Declarative configuration management, also known as configuration-as-code, is one of the key strengths of Kubernetes. It allows users to commit the desired state of the cluster, and to keep track of the different versions, improve auditing and automation through CI/CD pipelines. The Apply working-group is working on fixing some of the gaps, and is happy to announce that Kubernetes 1.13 promoted server-side dry-run and kubectl diff to beta.
These two features are big improvements for the Kubernetes declarative model. A few pieces are still missing in order to have a seamless declarative experience with Kubernetes, and we tried to address some of these: While compilers and linters do a good job to detect errors in pull-requests for code, a good validation is missing for Kubernetes configuration files. The existing solution is to run kubectl apply –dry-run, but this runs a local dry-run that doesn’t talk to the server: it doesn’t have server validation and doesn’t go through validating admission controllers.

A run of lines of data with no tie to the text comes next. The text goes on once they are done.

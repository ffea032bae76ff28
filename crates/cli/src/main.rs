//! CLI entry point for remote-tree-rs.

use clap::Parser;
use cli::CliConfig;

#[tokio::main]
async fn main() -> anyhow::Result<()> {
    let config = CliConfig::parse();
    config.run().await
}
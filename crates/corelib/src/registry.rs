//! Node registry: the table of locally hosted servants.
//!
//! Registering a servant is the only way a local object becomes remotely
//! callable. Incoming calls name an [`Identity`]; the registry resolves it to
//! the servant and dispatches the operation.
//!
//! One registry is created per hosting process and passed explicitly to
//! whoever activates nodes or serves calls. Tests build as many isolated
//! registries as they like.
//!
//! # Thread Safety
//!
//! Backed by a sharded concurrent map: lookups run in parallel, and the
//! duplicate check plus insert of `register` happen under one shard lock.

use crate::dispatch::{Operation, Reply};
use crate::error::{DispatchError, RegistryError};
use crate::identity::Identity;
use crate::node::Servant;
use crate::proxy::RemoteRef;
use dashmap::mapref::entry::Entry;
use dashmap::DashMap;
use tracing::{debug, warn};

pub struct NodeRegistry {
    /// Label used in logs (the adapter name when hosted).
    name: String,
    servants: DashMap<Identity, Servant>,
}

impl NodeRegistry {
    pub fn new(name: impl Into<String>) -> Self {
        Self {
            name: name.into(),
            servants: DashMap::new(),
        }
    }

    pub fn name(&self) -> &str {
        &self.name
    }

    /// Binds `servant` to `identity` and returns a reference to it.
    ///
    /// Fails with `DuplicateIdentity` if the identity is already bound; the
    /// existing entry is left untouched.
    pub fn register(
        &self,
        identity: Identity,
        servant: Servant,
    ) -> Result<RemoteRef, RegistryError> {
        match self.servants.entry(identity) {
            Entry::Occupied(entry) => Err(RegistryError::DuplicateIdentity(entry.key().clone())),
            Entry::Vacant(entry) => {
                let reference = RemoteRef::new(entry.key().clone(), servant.kind());
                debug!(registry = %self.name, reference = %reference, "registered servant");
                entry.insert(servant);
                Ok(reference)
            }
        }
    }

    /// Looks up the servant bound to `identity`.
    pub fn resolve(&self, identity: &Identity) -> Result<Servant, RegistryError> {
        self.servants
            .get(identity)
            .map(|entry| entry.value().clone())
            .ok_or_else(|| RegistryError::NotFound(identity.clone()))
    }

    /// Resolves a reference, checking that the servant has the kind the
    /// reference claims.
    pub fn resolve_ref(&self, reference: &RemoteRef) -> Result<Servant, RegistryError> {
        let servant = self.resolve(&reference.identity)?;
        if servant.kind() != reference.kind {
            return Err(RegistryError::KindMismatch {
                identity: reference.identity.clone(),
                expected: reference.kind,
                actual: servant.kind(),
            });
        }
        Ok(servant)
    }

    /// Mints a reference for an identity this registry holds.
    pub fn proxy(&self, identity: &Identity) -> Result<RemoteRef, RegistryError> {
        let servant = self.resolve(identity)?;
        Ok(RemoteRef::new(identity.clone(), servant.kind()))
    }

    /// Resolves `identity` and runs `operation` against its servant.
    pub fn dispatch(
        &self,
        identity: &Identity,
        operation: Operation,
    ) -> Result<Reply, DispatchError> {
        let servant = self.resolve(identity).map_err(|_| {
            warn!(registry = %self.name, identity = %identity, "dispatch to unknown object");
            DispatchError::NotFound(identity.clone())
        })?;
        servant.dispatch(identity, operation)
    }

    pub fn contains(&self, identity: &Identity) -> bool {
        self.servants.contains_key(identity)
    }

    pub fn len(&self) -> usize {
        self.servants.len()
    }

    pub fn is_empty(&self) -> bool {
        self.servants.is_empty()
    }

    /// All registered identities, in no particular order.
    pub fn identities(&self) -> Vec<Identity> {
        self.servants.iter().map(|entry| entry.key().clone()).collect()
    }
}

impl std::fmt::Debug for NodeRegistry {
    fn fmt(&self, f: &mut std::fmt::Formatter<'_>) -> std::fmt::Result {
        f.debug_struct("NodeRegistry")
            .field("name", &self.name)
            .field("servants", &self.servants.len())
            .finish()
    }
}
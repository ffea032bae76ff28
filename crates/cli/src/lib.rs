//! CLI tool for hosting and browsing a remote object tree.
//!
//! Provides commands for:
//! - Serving the demo poetry tree on an endpoint
//! - Listing a remote tree recursively from its root
//! - Reading and replacing remote file contents

pub mod commands;
pub mod config;

pub use commands::{Command, CommandResult};
pub use config::CliConfig;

As an example, Custom resource names are only validated on the server so a local dry-run won’t help. It can be difficult to know how your object is going to be applied by the server for multiple reasons:Defaulting will set some fields to potentially unexpected values,Mutating webhooks might set fields or clobber/change some values. Patch and merges can have surprising effects and result in unexpected objects.
For example, it can be hard to know how lists are going to be ordered once merged.